Artists often gain vital inspiration from kinetic art, happenings, and performance art, guerrilla theatre and public fringe or “resistance” events. During an early exploratory visit to The Imaginative Representations of the Vietnam War Collection at La Salle the artist stumbled across a rare 1991 documentary film entitled Different Sons. The filmed narrative of Different Sons, in various ways, became both the primary vehicle of inspiration and underlying narrative of much of the artistic work that Jane Irish would create over the next 10 years of her life.
In the late summer of 1970, the Vietnam Veterans Against the War organized Operation RAW (Rapid American Withdrawal) a four-day march by 100+ Vietnam veterans from Morristown, NJ to Valley Forge, PA. Different Sons records that event and the personal reminiscences of the participants. During the march, the veterans described their experiences in Vietnam to spectators and re-enacted scenes of civilian mistreatment which they had witnessed during the war. On the last day of the march the veterans were welcomed to Valley Forge by 2000 friends and relatives and the media. In the closing ceremonies honoring those killed and wounded in Vietnam, the now 200 participants ceremoniously smashed their plastic M-16 rifles amidst a chant for peace.

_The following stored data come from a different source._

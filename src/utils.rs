//! Internal module providing handy little-endian primitive reads and the
//! A1 column-name encoder shared by the record decoders.

use byteorder::{ByteOrder, LittleEndian};

/// Reads a little-endian `u16` from the start of `s`.
pub fn read_u16(s: &[u8]) -> u16 {
    LittleEndian::read_u16(s)
}

/// Reads a little-endian `u32` from the start of `s`.
pub fn read_u32(s: &[u8]) -> u32 {
    LittleEndian::read_u32(s)
}

/// Reads a little-endian `i32` from the start of `s`.
pub fn read_i32(s: &[u8]) -> i32 {
    LittleEndian::read_i32(s)
}

/// Reads a little-endian `u32` and casts it to `usize`.
pub fn read_usize(s: &[u8]) -> usize {
    read_u32(s) as usize
}

/// Reads a little-endian IEEE-754 `f64` from the start of `s`.
pub fn read_f64(s: &[u8]) -> f64 {
    LittleEndian::read_f64(s)
}

/// Appends the A1 column name for a 0-based column index to `col`.
///
/// `letters(n)` in the design notes: base-26 with no zero digit, so
/// `push_column(0, ..)` yields `"A"`, `push_column(25, ..)` yields `"Z"`,
/// `push_column(26, ..)` yields `"AA"`.
pub fn push_column(mut col: u32, s: &mut String) {
    col += 1;
    let mut digits = Vec::with_capacity(4);
    while col > 0 {
        let rem = (col - 1) % 26;
        digits.push((b'A' + rem as u8) as char);
        col = (col - 1) / 26;
    }
    s.extend(digits.iter().rev());
}

#[cfg(test)]
mod tests {
    use super::*;

    #[test]
    fn column_bijection() {
        let mut s = String::new();
        push_column(0, &mut s);
        assert_eq!(s, "A");

        let mut s = String::new();
        push_column(25, &mut s);
        assert_eq!(s, "Z");

        let mut s = String::new();
        push_column(26, &mut s);
        assert_eq!(s, "AA");

        let mut s = String::new();
        push_column(701, &mut s);
        assert_eq!(s, "ZZ");

        let mut s = String::new();
        push_column(702, &mut s);
        assert_eq!(s, "AAA");

        let mut s = String::new();
        push_column(16383, &mut s);
        assert_eq!(s, "XFD");
    }
}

Irish, in 2004, sought out the veterans who participated in the original 4 day march, talked with the film's maker, and then - over a 10 day period - literally traced on the ground the entire route of march that they followed. Irish would stop at various places along the route and draw, photograph, and paint what she saw. It is these 19 plein air paintings that form both the inspiration and physical heart of the 60-artist joint exhibit in 2005 entitled Operation Rapid American Withdrawal, 1970-2005: an Exhibition. It was one of the largest combined exhibits of original art ever assembled to commemorate war resistance and the idea of the Vietnam War as it remained in the active public culture of the USA.